I don't think at this point I'll be doing linear progression on a caloric deficit...maybe something like 5/3/1 but with a few bodybuilding accessories thrown in?

The idea of training across different rep ranges besides 5 reps all the time sounds like it could be a smart one.

Have you heard of periodisation? This is a very basic programming concept for powerlifting and weightlifting. The idea is that you have X weeks (typically 10-12) until the next competition, and you program your training so that you get gradually stronger over the cycle then peak at the end for the competition date. Typically you have different phases in this cycle, and the first one is always hypertrophy with higher reps. Pretty much all powerlifters know this.

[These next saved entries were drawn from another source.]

//! Pure, bounds-checked transformations over list values

use std::collections::BTreeSet;

use super::value::{ListItem, ListValue};

/// Why a mutation request left the form unchanged
#[derive(Debug, Clone, PartialEq, Eq, thiserror::Error)]
pub enum NoopReason {
    #[error("field `{0}` does not exist")]
    MissingField(String),

    #[error("field `{0}` is not a list")]
    NotAList(String),

    #[error("index {index} is out of range for list `{field}` of length {len}")]
    IndexOutOfRange {
        field: String,
        index: usize,
        len: usize,
    },

    #[error("no requested index exists in list `{0}`")]
    NothingToRemove(String),
}

/// Outcome of a list mutation. Ignoring it keeps the lenient behaviour:
/// invalid requests simply change nothing.
#[derive(Debug, Clone, PartialEq, Eq)]
pub enum Mutation {
    Applied,
    Skipped(NoopReason),
}

impl Mutation {
    pub fn is_applied(&self) -> bool {
        matches!(self, Mutation::Applied)
    }

    pub fn reason(&self) -> Option<&NoopReason> {
        match self {
            Mutation::Applied => None,
            Mutation::Skipped(reason) => Some(reason),
        }
    }
}

/// A single index or a set of indices to remove
#[derive(Debug, Clone, PartialEq, Eq)]
pub enum Indices {
    One(usize),
    Many(BTreeSet<usize>),
}

impl Indices {
    pub fn contains(&self, index: usize) -> bool {
        match self {
            Indices::One(i) => *i == index,
            Indices::Many(set) => set.contains(&index),
        }
    }
}

impl From<usize> for Indices {
    fn from(index: usize) -> Self {
        Indices::One(index)
    }
}

impl From<BTreeSet<usize>> for Indices {
    fn from(set: BTreeSet<usize>) -> Self {
        Indices::Many(set)
    }
}

impl From<Vec<usize>> for Indices {
    fn from(indices: Vec<usize>) -> Self {
        Indices::Many(indices.into_iter().collect())
    }
}

impl From<&[usize]> for Indices {
    fn from(indices: &[usize]) -> Self {
        Indices::Many(indices.iter().copied().collect())
    }
}

impl<const N: usize> From<[usize; N]> for Indices {
    fn from(indices: [usize; N]) -> Self {
        Indices::Many(indices.into_iter().collect())
    }
}

/// Move request: `to` is a position in the list after `from` was taken out
#[derive(Debug, Clone, Copy, PartialEq, Eq)]
pub struct Reorder {
    pub from: usize,
    pub to: usize,
}

/// Index that did not address an existing item
#[derive(Debug, Clone, Copy, PartialEq, Eq)]
pub struct OutOfRange {
    pub index: usize,
    pub len: usize,
}

impl ListValue {
    fn check(&self, index: usize) -> Result<(), OutOfRange> {
        if index < self.len() {
            Ok(())
        } else {
            Err(OutOfRange {
                index,
                len: self.len(),
            })
        }
    }

    /// Replace the item at `index`; never creates a new slot
    pub fn with_item(&self, index: usize, item: ListItem) -> Result<ListValue, OutOfRange> {
        self.check(index)?;
        let mut items = self.items().to_vec();
        items[index] = item;
        Ok(ListValue::new(items))
    }

    /// Append `item` as the new last item
    pub fn with_appended(&self, item: ListItem) -> ListValue {
        let mut items = self.items().to_vec();
        items.push(item);
        ListValue::new(items)
    }

    /// Insert `item` before position `index`; `index == len` appends
    pub fn with_inserted(&self, index: usize, item: ListItem) -> Result<ListValue, OutOfRange> {
        if index > self.len() {
            return Err(OutOfRange {
                index,
                len: self.len(),
            });
        }
        let mut items = self.items().to_vec();
        items.insert(index, item);
        Ok(ListValue::new(items))
    }

    /// Keep every item whose original index is not in `indices`.
    /// `None` when no requested index exists.
    pub fn without(&self, indices: &Indices) -> Option<ListValue> {
        let kept: Vec<ListItem> = self
            .iter()
            .enumerate()
            .filter(|(i, _)| !indices.contains(*i))
            .map(|(_, item)| item.clone())
            .collect();
        if kept.len() == self.len() {
            None
        } else {
            Some(ListValue::new(kept))
        }
    }

    /// Take the item at `from` out and reinsert it at `to`
    pub fn reordered(&self, Reorder { from, to }: Reorder) -> Result<ListValue, OutOfRange> {
        self.check(from)?;
        self.check(to)?;
        let mut items = self.items().to_vec();
        let item = items.remove(from);
        items.insert(to, item);
        Ok(ListValue::new(items))
    }
}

What few powerlifters do is to periodise their lean body mass / bodyfat percentage in the same manner. The first to really research it that I know of was Mauro Di Pasquale, a powerlifting world champion and bodybuilding author. You can easily search for his work, but I'll give you a brief overview:

Instead of perma-bulking (and becoming a fatty mcfat) or perma-cutting (losing all your strength gainz) you periodise your diets to coincide with your training.

This means you look at the term and plan accordingly. You want to lose the fats, gain the muscle mass AND keep that new body composition. But you do this over multiple cycles, not every week. And you track BF%, not just weight (unless you have a weight class to worry about).

I've used this strategy to go down 2 weight classes since I started powerlifting, gain LBM, lose BF% and get a lot stronger.

As for your training, there's no such thing as "bodybuilding accessories" - they're just lifting accessories. Raw powerlifters need the same things bodybuilders do: big muscles and balanced physique. If you need them, you need them. You see Lu Xiaojun up there who squats 3.5xBW paused high bar? He does curls, tricep extensions and high reps dips at the end of his training sessions all the time, because weightlifters need strong arm muscles to support all that massive weight they throw overhead. Raw powerlifters do the same, so they can bench more. I probably work my arms harder than most gym bros, although I care more about what I can do with them in benching, than showing them off to other bros.

Wait, you don't see that in Starting Strength, do you? And the SS forum fanboys probably call that gay, right? [Image: wink.gif]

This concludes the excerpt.